A autoridade explicou que a decisão inclui todos os casos de residentes no estrangeiro cuja residência expirou a partir de 28 de fevereiro de 2026 enquanto estiveram no estrangeiro e que não puderam regressar ao país devido ao encerramento do espaço aéreo ou à suspensão de voos, garantindo que entram no país durante este período sem necessidade de solicitar novo visto de entrada, o que lhes permite resolver as suas situações jurídicas sem lhes impor quaisquer encargos financeiros, em consequência destas circunstâncias excecionais alheias à sua vontade.
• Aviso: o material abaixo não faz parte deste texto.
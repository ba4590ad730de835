//! Route handlers for the relay

pub mod history;
pub mod relay;
pub mod session;

use crate::{config::Config, error::RelayError, resolver::OriginResolver};
use axum::{extract::State, routing::get, Json, Router};
use std::sync::Arc;
use tokio::sync::watch;
use tower_http::{cors::CorsLayer, trace::TraceLayer};

/// Shared application state
#[derive(Clone)]
pub struct AppState {
    pub config: Arc<Config>,
    pub resolver: Arc<OriginResolver>,
    /// Upstream client; one connection is opened per relayed subscriber
    pub http: reqwest::Client,
    /// Flips to `true` when the server shuts down
    pub shutdown: watch::Receiver<bool>,
}

impl AppState {
    pub fn new(
        config: Config,
        resolver: OriginResolver,
        shutdown: watch::Receiver<bool>,
    ) -> Result<Self, reqwest::Error> {
        // No overall timeout: feeds are long-lived
        let http = reqwest::Client::builder()
            .connect_timeout(config.upstream_connect_timeout)
            .build()?;

        Ok(Self {
            config: Arc::new(config),
            resolver: Arc::new(resolver),
            http,
            shutdown,
        })
    }

    /// Resolve the origin address or fail with `ServiceUnavailable`
    pub async fn origin(&self) -> Result<String, RelayError> {
        self.resolver
            .resolve()
            .await
            .ok_or(RelayError::ServiceUnavailable)
    }
}

/// Build the full application router
pub fn app(state: AppState) -> Router {
    Router::new()
        .route("/health", get(health_check))
        .route("/api/health", get(health_check))
        .merge(relay::router())
        .merge(history::router())
        .merge(session::router())
        .layer(TraceLayer::new_for_http())
        .layer(CorsLayer::permissive())
        .with_state(state)
}

/// Health check endpoint
async fn health_check(State(state): State<AppState>) -> Json<serde_json::Value> {
    let redis_status = match state.resolver.store_healthy().await {
        Some(true) => "ok",
        Some(false) => "error",
        None => "disabled",
    };
    let origin_status = if state.resolver.resolve().await.is_some() {
        "configured"
    } else {
        "missing"
    };
    let status = if redis_status != "error" && origin_status == "configured" {
        "healthy"
    } else {
        "degraded"
    };

    Json(serde_json::json!({
        "status": status,
        "redis": redis_status,
        "origin": origin_status,
        "origin_fallback": state.config.fallback_origin.is_some(),
        "version": env!("CARGO_PKG_VERSION"),
    }))
}

/// Turn a non-success origin response into an error carrying its status
pub async fn upstream_rejection(response: reqwest::Response) -> RelayError {
    let status = response.status();
    let message = response.text().await.unwrap_or_default();
    let message = if message.trim().is_empty() {
        status.canonical_reason().unwrap_or("Upstream error").to_string()
    } else {
        message.trim().to_string()
    };
    RelayError::UpstreamStatus { status, message }
}

/// Session ids are opaque but must be a single URL path segment
pub fn validate_session_id(session_id: &str) -> Result<(), RelayError> {
    let valid = !session_id.is_empty()
        && session_id.len() <= 128
        && session_id
            .chars()
            .all(|c| c.is_ascii_alphanumeric() || c == '-' || c == '_');

    if valid {
        Ok(())
    } else {
        Err(RelayError::InvalidSession(session_id.to_string()))
    }
}

#[cfg(test)]
pub(crate) mod test_support {
    use super::*;
    use std::net::SocketAddr;
    use std::time::Duration;

    pub fn test_config() -> Config {
        Config {
            host: "127.0.0.1".to_string(),
            port: 0,
            redis_url: None,
            fallback_origin: None,
            upstream_connect_timeout: Duration::from_secs(2),
        }
    }

    /// State pointing at `origin`; the returned sender drives shutdown
    pub fn test_state(origin: Option<String>) -> (AppState, watch::Sender<bool>) {
        let (tx, rx) = watch::channel(false);
        let state = AppState::new(test_config(), OriginResolver::fixed(origin), rx).unwrap();
        (state, tx)
    }

    /// Serve a router on an ephemeral local port
    pub async fn spawn_server(router: Router) -> SocketAddr {
        let listener = tokio::net::TcpListener::bind("127.0.0.1:0").await.unwrap();
        let addr = listener.local_addr().unwrap();
        tokio::spawn(async move {
            axum::serve(listener, router).await.ok();
        });
        addr
    }
}
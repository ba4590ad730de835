//! Details of a single captured request

use crate::render;
use crate::viewer::RelayClient;
use anyhow::Result;
use hookwatch_common::constants::MAX_HISTORY_LIMIT;

/// Show one request, optionally as a curl command replaying it against `target`
pub async fn run(
    relay_url: &str,
    session_id: &str,
    request_id: &str,
    curl: Option<String>,
) -> Result<()> {
    let client = RelayClient::new(relay_url)?;
    let mut offset = 0;

    let request = loop {
        let page = client.fetch(session_id, MAX_HISTORY_LIMIT, offset).await?;
        let count = page.requests.len();

        if let Some(found) = page.requests.into_iter().find(|r| r.request_id == request_id) {
            break found;
        }

        offset += count;
        if count == 0 || offset as u64 >= page.total_count {
            anyhow::bail!("Request {} not found in session {}", request_id, session_id);
        }
    };

    match curl {
        Some(target) => println!("{}", render::to_curl(&request, &target)),
        None => print!("{}", render::request_details(&request)),
    }

    Ok(())
}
Em resposta a circunstâncias excepcionais
A autoridade indicou que a decisão surge em resposta às circunstâncias excepcionais fora do controlo dos residentes no estrangeiro, que não conseguiram regressar e renovar a sua residência a tempo, devido ao encerramento do espaço aéreo e à perturbação do tráfego aéreo global, e reflecte o compromisso do Estado em reduzir os encargos sobre os residentes e reunir as famílias residentes, como concretização dos valores e princípios do Ano da Família 2026.